Tatiana Bilbao – Guatemala Tower Foto: Tatiana Bilbao Estudio.

 

A aqueles que assistiam à palestra, Tatiana levantou, então, o questionamento: “Onde a vida pode, de fato, existir nesses ambientes domésticos que criamos?”. Para ela, é papel do arquiteto ir atrás dessas conexões – não apenas físicas, mas também de uma pessoa ou família com a casa, porque isso acaba determinando toda a vida em sociedade. Desse modo, os habitantes precisam se envolver na reflexão sobre o espaço, trazendo à tona seus hábitos, sentimentos, emoções, atividades do dia a dia e estilo de vida.

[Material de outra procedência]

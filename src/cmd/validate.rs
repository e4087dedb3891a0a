//! Configuration checks: `weekly-merge validate`.

use anyhow::Result;

use super::super::Cli;

pub fn cmd_validate(cli: &Cli) -> Result<()> {
    let config = super::load_config(cli)?;
    let report = config.validate();

    println!();
    if config.file_exists() {
        println!("Validating {}", config.path.display());
    } else {
        println!(
            "No config file at {}; checking defaults and environment",
            config.path.display()
        );
    }
    println!();

    for error in &report.errors {
        println!("  {} {}", console::style("error:").red().bold(), error);
    }
    for warning in &report.warnings {
        println!("  {} {}", console::style("warning:").yellow(), warning);
    }

    if !report.is_valid() {
        anyhow::bail!(
            "Configuration has {} error(s)",
            report.errors.len()
        );
    }

    println!("{}", console::style("Configuration is valid.").green());
    Ok(())
}
//! Phase runner: walks the execution plan for one run.
//!
//! Every Work Executor call runs on its own tokio task so that a panic inside
//! an executor is caught at the join and turned into a structural failure
//! instead of unwinding through the orchestrator.

use anyhow::{Result, anyhow};
use futures::future::join_all;
use merge_common::{Direction, RepositoryOutcome};
use std::sync::Arc;
use tokio::task::JoinHandle;

use super::state::RunCell;
use crate::events::{EventBus, RunEvent};
use crate::executor::WorkExecutor;
use crate::plan::{ExecutionPlan, Phase};

/// How the plan walk ended when no structural fault occurred.
#[derive(Debug, Clone, Copy, PartialEq, Eq)]
pub(crate) enum WalkEnd {
    /// Every phase (or, from `run_phase`, the one phase) ran.
    Finished,
    /// The run was sealed before the next phase could start.
    Stopped,
}

pub(crate) struct PhaseRunner {
    cell: Arc<RunCell>,
    plan: Arc<ExecutionPlan>,
    executor: Arc<dyn WorkExecutor>,
    events: Arc<EventBus>,
    run_id: String,
    direction: Direction,
}

impl PhaseRunner {
    pub(crate) fn new(
        cell: Arc<RunCell>,
        plan: Arc<ExecutionPlan>,
        executor: Arc<dyn WorkExecutor>,
        events: Arc<EventBus>,
    ) -> Self {
        let (run_id, direction) = cell.update(|run| (run.id.clone(), run.direction));
        Self {
            cell,
            plan,
            executor,
            events,
            run_id,
            direction,
        }
    }

    /// Walk every phase in order.
    ///
    /// Returns `Err` only for structural faults: an executor that returned an
    /// error or panicked. Per-repository merge failures are data.
    pub(crate) async fn walk(&self) -> Result<WalkEnd> {
        for phase in self.plan.phases() {
            if self.run_phase(phase).await? == WalkEnd::Stopped {
                return Ok(WalkEnd::Stopped);
            }
        }

        if self.cell.is_running() {
            Ok(WalkEnd::Finished)
        } else {
            Ok(WalkEnd::Stopped)
        }
    }

    /// Run one phase to completion, or return `Stopped` without launching
    /// anything if the run was sealed before the phase could start.
    async fn run_phase(&self, phase: &Phase) -> Result<WalkEnd> {
        // Cancellation is honoured here only; a phase in flight drains.
        let started = self.cell.publish(
            &self.events,
            &RunEvent::PhaseStarted {
                run_id: self.run_id.clone(),
                phase: phase.number,
                repositories: phase.repositories.clone(),
                parallel: phase.is_parallel(),
            },
        );
        if !started {
            tracing::info!(
                run_id = %self.run_id,
                next_phase = phase.number,
                "run stopped, skipping remaining phases"
            );
            return Ok(WalkEnd::Stopped);
        }

        tracing::debug!(
            run_id = %self.run_id,
            phase = phase.number,
            concurrency = %phase.concurrency,
            "scheduling phase"
        );
        self.cell.update(|run| run.current_phase = phase.number);

        let outcomes = if phase.is_parallel() {
            self.run_parallel(phase).await?
        } else {
            self.run_serial(phase).await?
        };

        self.cell.publish(
            &self.events,
            &RunEvent::PhaseCompleted {
                run_id: self.run_id.clone(),
                phase: phase.number,
                outcomes,
            },
        );
        Ok(WalkEnd::Finished)
    }

    /// One repository at a time, in listed order. A failed outcome does not
    /// stop the phase; a structural fault does.
    async fn run_serial(&self, phase: &Phase) -> Result<Vec<RepositoryOutcome>> {
        let mut outcomes = Vec::with_capacity(phase.repositories.len());
        for repository in &phase.repositories {
            let handle = self.spawn_repository(repository);
            outcomes.push(settle(repository, handle.await)?);
        }
        Ok(outcomes)
    }

    /// Launch every repository at once and wait for all of them, even when
    /// some fail or fault. Outcomes come back in listed order.
    async fn run_parallel(&self, phase: &Phase) -> Result<Vec<RepositoryOutcome>> {
        let handles: Vec<JoinHandle<Result<RepositoryOutcome>>> = phase
            .repositories
            .iter()
            .map(|repository| self.spawn_repository(repository))
            .collect();

        let joined = join_all(handles).await;

        let mut outcomes = Vec::with_capacity(joined.len());
        let mut fault = None;
        for (repository, result) in phase.repositories.iter().zip(joined) {
            match settle(repository, result) {
                Ok(outcome) => outcomes.push(outcome),
                Err(e) => {
                    if fault.is_none() {
                        fault = Some(e);
                    }
                }
            }
        }

        match fault {
            Some(e) => Err(e),
            None => Ok(outcomes),
        }
    }

    fn spawn_repository(&self, repository: &str) -> JoinHandle<Result<RepositoryOutcome>> {
        let cell = Arc::clone(&self.cell);
        let executor = Arc::clone(&self.executor);
        let events = Arc::clone(&self.events);
        let run_id = self.run_id.clone();
        let direction = self.direction;
        let repository = repository.to_string();

        tokio::spawn(async move {
            cell.publish(
                &events,
                &RunEvent::RepositoryStarted {
                    run_id: run_id.clone(),
                    repository: repository.clone(),
                    direction,
                },
            );

            let outcome = executor.perform_merge(&repository, direction).await?;

            if !outcome.is_success() {
                tracing::warn!(
                    %run_id,
                    %repository,
                    error = outcome.error.as_deref().unwrap_or("unknown error"),
                    "repository merge failed"
                );
            }
            cell.update(|run| run.outcomes.push(outcome.clone()));
            cell.publish(&events, &RunEvent::repository_settled(&run_id, outcome.clone()));
            Ok(outcome)
        })
    }
}

/// Flatten a joined executor task into an outcome or a structural fault.
fn settle(
    repository: &str,
    joined: std::result::Result<Result<RepositoryOutcome>, tokio::task::JoinError>,
) -> Result<RepositoryOutcome> {
    match joined {
        Ok(Ok(outcome)) => Ok(outcome),
        Ok(Err(e)) => Err(e.context(format!("Work executor failed for {}", repository))),
        Err(join_err) if join_err.is_panic() => {
            Err(anyhow!("Work executor panicked for {}", repository))
        }
        Err(join_err) => Err(anyhow!(
            "Work executor task for {} did not complete: {}",
            repository,
            join_err
        )),
    }
}
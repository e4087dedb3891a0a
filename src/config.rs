//! Configuration for the weekly merge engine.
//!
//! Settings are read from `merge.toml` and layered (file → environment → CLI).
//!
//! # Configuration File Format
//!
//! ```toml
//! [github]
//! org = "my-org"
//!
//! [history]
//! capacity = 50
//!
//! [logging]
//! level = "info"
//! json = false
//! directory = "logs"
//!
//! [[plan.phases]]
//! repositories = ["danal-core"]
//!
//! [[plan.phases]]
//! repositories = ["smart-settlement-batch", "smart-settlement-api"]
//! parallel = true
//! ```
//!
//! An absent `[[plan.phases]]` list means the built-in weekly plan.

use anyhow::{Context, Result};
use serde::{Deserialize, Serialize};
use std::path::{Path, PathBuf};

use crate::errors::PlanError;
use crate::history::DEFAULT_HISTORY_CAPACITY;
use crate::plan::{Concurrency, ExecutionPlan};

/// Default config file name, resolved against the working directory.
pub const CONFIG_FILE: &str = "merge.toml";

/// Organization value shipped in the template; treated as unset.
const ORG_PLACEHOLDER: &str = "your_organization_name_here";

const LOG_LEVELS: [&str; 5] = ["trace", "debug", "info", "warn", "error"];

/// Template written by `weekly-merge init`.
pub const CONFIG_TEMPLATE: &str = r#"# Weekly merge configuration

[github]
# Organization that owns every repository in the plan.
org = "your_organization_name_here"

[history]
# Number of finished runs kept in memory.
capacity = 50

[logging]
level = "info"
json = false
# Daily-rolling log files are written here when set.
directory = "logs"

# Phases run in order. Repositories inside a parallel phase are merged together.
[[plan.phases]]
repositories = ["danal-core"]

[[plan.phases]]
repositories = ["smart-settlement-extapi"]

[[plan.phases]]
repositories = [
    "smart-settlement-batch",
    "smart-settlement-api",
    "smart-settlement-merchant-interface",
]
parallel = true
"#;

#[derive(Debug, Clone, Default, Serialize, Deserialize)]
pub struct GithubSection {
    /// Organization that owns the repositories.
    #[serde(default)]
    pub org: Option<String>,
}

#[derive(Debug, Clone, Serialize, Deserialize)]
pub struct HistorySection {
    #[serde(default = "default_history_capacity")]
    pub capacity: usize,
}

fn default_history_capacity() -> usize {
    DEFAULT_HISTORY_CAPACITY
}

impl Default for HistorySection {
    fn default() -> Self {
        Self {
            capacity: default_history_capacity(),
        }
    }
}

#[derive(Debug, Clone, Serialize, Deserialize)]
pub struct LoggingSection {
    #[serde(default = "default_log_level")]
    pub level: String,
    /// Emit JSON lines instead of human-readable output.
    #[serde(default)]
    pub json: bool,
    /// Directory for daily-rolling log files. No file log when unset.
    #[serde(default, skip_serializing_if = "Option::is_none")]
    pub directory: Option<PathBuf>,
}

fn default_log_level() -> String {
    "info".to_string()
}

impl Default for LoggingSection {
    fn default() -> Self {
        Self {
            level: default_log_level(),
            json: false,
            directory: None,
        }
    }
}

/// One `[[plan.phases]]` entry.
#[derive(Debug, Clone, Serialize, Deserialize)]
pub struct PhaseEntry {
    pub repositories: Vec<String>,
    #[serde(default)]
    pub parallel: bool,
}

#[derive(Debug, Clone, Default, Serialize, Deserialize)]
pub struct PlanSection {
    #[serde(default)]
    pub phases: Vec<PhaseEntry>,
}
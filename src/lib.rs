pub mod config;
pub mod errors;
pub mod events;
pub mod executor;
pub mod history;
pub mod logging;
pub mod orchestrator;
pub mod plan;

// Shared domain types live in merge-common; re-export for library users.
pub use merge_common::{
    Direction, MergeArtifacts, OutcomeStatus, PullRequestRef, RepositoryOutcome, RunSnapshot,
    RunStatus, UnsupportedDirection,
};
pub use orchestrator::{Orchestrator, OrchestratorStatus};
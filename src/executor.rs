//! The Work Executor seam.
//!
//! The orchestrator never talks to the hosting service itself. Each unit of
//! work goes through a [`WorkExecutor`], which performs a single attempt and
//! translates ordinary merge failures into a failed [`RepositoryOutcome`].

use anyhow::Result;
use async_trait::async_trait;
use chrono::{NaiveDate, Utc};
use merge_common::{Direction, MergeArtifacts, RepositoryOutcome};
use std::collections::HashSet;
use std::time::Duration;

/// Performs the remote merge work for one repository.
///
/// Contract:
/// - `Ok(outcome)` for every domain result, successful or not. A rejected
///   branch or pull request is `Ok(RepositoryOutcome::failed(..))`.
/// - `Err(_)` only for unexpected faults. The orchestrator treats these as
///   structural failures and fails the whole run.
/// - One attempt per call; retries belong to the implementation.
#[async_trait]
pub trait WorkExecutor: Send + Sync {
    async fn perform_merge(&self, repository: &str, direction: Direction)
        -> Result<RepositoryOutcome>;
}

/// Name of the branch a merge is staged on, e.g.
/// `hotfix-master/merge-master-into-release-20241014`.
pub fn hotfix_branch_name(direction: Direction, date: NaiveDate) -> String {
    format!(
        "hotfix-{base}/merge-{base}-into-{target}-{date}",
        base = direction.base_branch(),
        target = direction.target_branch(),
        date = date.format("%Y%m%d"),
    )
}

/// Title used for the generated pull request.
pub fn pull_request_title(direction: Direction, date: NaiveDate) -> String {
    format!(
        "[Auto] Merge {} into {} - {}",
        direction.base_branch(),
        direction.target_branch(),
        date.format("%Y-%m-%d"),
    )
}

/// Executor that touches nothing remote. It waits for the configured delay
/// and reports the branch it would have created, which makes it useful for
/// rehearsing a plan end to end.
#[derive(Debug, Clone, Default)]
pub struct DryRunExecutor {
    delay: Duration,
    failing: HashSet<String>,
}

impl DryRunExecutor {
    pub fn new(delay: Duration) -> Self {
        Self {
            delay,
            failing: HashSet::new(),
        }
    }

    /// Report these repositories as failed merges.
    pub fn with_failures<I, S>(mut self, repositories: I) -> Self
    where
        I: IntoIterator<Item = S>,
        S: Into<String>,
    {
        self.failing.extend(repositories.into_iter().map(Into::into));
        self
    }
}

#[async_trait]
impl WorkExecutor for DryRunExecutor {
    async fn perform_merge(
        &self,
        repository: &str,
        direction: Direction,
    ) -> Result<RepositoryOutcome> {
        if !self.delay.is_zero() {
            tokio::time::sleep(self.delay).await;
        }

        if self.failing.contains(repository) {
            return Ok(RepositoryOutcome::failed(
                repository,
                direction,
                format!("dry run: simulated failure for {}", repository),
            ));
        }

        let today = Utc::now().date_naive();
        tracing::debug!(
            repository,
            title = %pull_request_title(direction, today),
            "dry run: skipping pull request creation"
        );
        Ok(RepositoryOutcome::completed(
            repository,
            direction,
            MergeArtifacts {
                hotfix_branch: Some(hotfix_branch_name(direction, today)),
                pull_request: None,
            },
        ))
    }
}

#[cfg(test)]
mod tests {
    use super::*;

    fn date() -> NaiveDate {
        NaiveDate::from_ymd_opt(2024, 10, 14).unwrap()
    }

    #[test]
    fn test_hotfix_branch_name() {
        assert_eq!(
            hotfix_branch_name(Direction::MasterToRelease, date()),
            "hotfix-master/merge-master-into-release-20241014"
        );
        assert_eq!(
            hotfix_branch_name(Direction::ReleaseToDevelop, date()),
            "hotfix-release/merge-release-into-develop-20241014"
        );
    }

    #[test]
    fn test_pull_request_title() {
        assert_eq!(
            pull_request_title(Direction::ReleaseToDevelop, date()),
            "[Auto] Merge release into develop - 2024-10-14"
        );
    }

    #[tokio::test]
    async fn test_dry_run_succeeds_with_branch() {
        let executor = DryRunExecutor::default();
        let outcome = executor
            .perform_merge("danal-core", Direction::MasterToRelease)
            .await
            .unwrap();

        assert!(outcome.is_success());
        assert_eq!(outcome.repository, "danal-core");
        let branch = outcome
            .artifacts
            .and_then(|a| a.hotfix_branch)
            .expect("dry run should report a branch");
        assert!(branch.starts_with("hotfix-master/merge-master-into-release-"));
    }

    #[tokio::test]
    async fn test_dry_run_simulated_failure_is_an_outcome() {
        let executor = DryRunExecutor::default().with_failures(["broken"]);
        let outcome = executor
            .perform_merge("broken", Direction::ReleaseToDevelop)
            .await
            .unwrap();

        assert!(!outcome.is_success());
        assert!(outcome.error.unwrap().contains("broken"));
    }
}
//! Typed error hierarchy for the merge orchestrator.
//!
//! Two top-level enums cover the two places structure can go wrong:
//! - `OrchestratorError`: start requests and structural run failures
//! - `PlanError`: malformed execution plans rejected at construction

use merge_common::RunSnapshot;
use thiserror::Error;

/// Errors surfaced to callers of the orchestrator.
///
/// Per-repository merge failures never appear here; they are recorded as
/// failed outcomes inside the run.
#[derive(Debug, Error)]
pub enum OrchestratorError {
    #[error("A merge run is already in progress ({run_id})")]
    AlreadyRunning { run_id: String },

    #[error(transparent)]
    InvalidDirection(#[from] merge_common::UnsupportedDirection),

    #[error("Merge run {} failed: {}", run.id, run.error.as_deref().unwrap_or("unknown error"))]
    RunFailed { run: Box<RunSnapshot> },
}

impl OrchestratorError {
    /// The archived snapshot of a run that failed structurally.
    pub fn failed_run(&self) -> Option<&RunSnapshot> {
        match self {
            Self::RunFailed { run } => Some(run),
            _ => None,
        }
    }
}

/// Errors from validating an execution plan.
#[derive(Debug, Clone, PartialEq, Eq, Error)]
pub enum PlanError {
    #[error("Execution plan has no phases")]
    Empty,

    #[error("Phase {phase} lists no repositories")]
    EmptyPhase { phase: usize },

    #[error("Phase numbers must be contiguous from 1: expected {expected}, found {found}")]
    NonContiguous { expected: usize, found: usize },

    #[error("Repository {repository} appears more than once in the plan")]
    DuplicateRepository { repository: String },
}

A mexicana crê que o que há de mais urgente na arquitetura é como ela pode se tornar uma plataforma que coloque a existência humana como centro de tudo, e não a produção. 

Tatiana Bilbao assina obras como o Central Park Mazatlan (México), a Torre de Guatemala (Guatemala) e a Monarch Sustainable Neighbourhood Angangueo (México). 

 

Tatiana Bilbao – Central Park Mazatlan Foto: Tatiana Bilbao Estudio.

 

Marina Tabassum promove debate sobre arquitetura vernacular e  aproveitamento de recursos naturais

Marina Tabassum

Natural de Bangladesh, a arquiteta Marina Tabassum foi um dos grandes nomes da arquitetura  mundial a palestrar no UIA2021RIO. Reconhecida por trabalhar a arquitetura em  consonância com o ambiente no qual a construção se situa, com atenção aos desafios impostos pelo  meio e propostas para uma ‘ecologia de sustento’, Marina comentou três dos seus projetos ao longo  da sua fala no congresso, incluindo o da Mesquita Bait-ur-Rouf, pelo qual ganhou o Prêmio Aga Khan  em 2016. 

O projeto da Mesquita Bait-ur-Rouf foi reconhecido por desafiar o padrão arquitetônico de mesquitas  e ser um respiro no caos urbano da cidade de Dhaka, capital de Bangladesh. No entanto, o que mais  chama a atenção é o uso da luz natural, que é a única forma de ornamento na construção: 

As mesquitas atualmente vistas em Dhaka e em outros lugares de Bangladesh mostram um grande  declínio na tradição arquitetônica, sem nenhuma qualidade de espaço e nenhum senso de  espiritualidade. Me senti atraída a Hagia Sofia ou à Mesquita de Córdova para obter inspiração por  conta da qualidade da luz do dia, que evoca um senso de espiritualidade conta a arquiteta. – O  orçamento foi muito modesto. Por isso, o projeto permanece elemental e a luz age como único  ornamento.  

 

Mesquita Bait-ur-Rouf

 

Como resultado de uma pesquisa sobre as comunidades e vilarejos nômades que vivem no estuário  do Rio Ganges e se mudam a cada estação por conta das enchentes, Tabassum também desenvolveu  casas modulares com fácil montagem e desmontagem para atender às demandas da realidade do  local. Os módulos eram inteiramente construídos com bambu, palha e conectores de metal.  

 

 

Outro projeto, desta vez nos Sundarbans, o maior mangue arbóreo do mundo, lar do tigre-de-bengala,  foi a construção do Panigram Resort, totalmente integrado à natureza e comunidades locais. O  projeto ganhou vida com base na organização dos elementos que compunham os vilarejos e com  técnicas de construção milenares de uso de lama e adubo, aprendidas com os próprios aldeões: 

Com conhecimento local e uma linguagem arquitetônica que não é um mistério, o projeto cresceu  firme e forte. Com vilas locais como referência, criamos pátios e cabanas que refletem a relação  simbiótica entre a natureza e o homem. Ao mesmo tempo, ajudou a gerar uma economia local que  beneficiou os vilarejos próximos.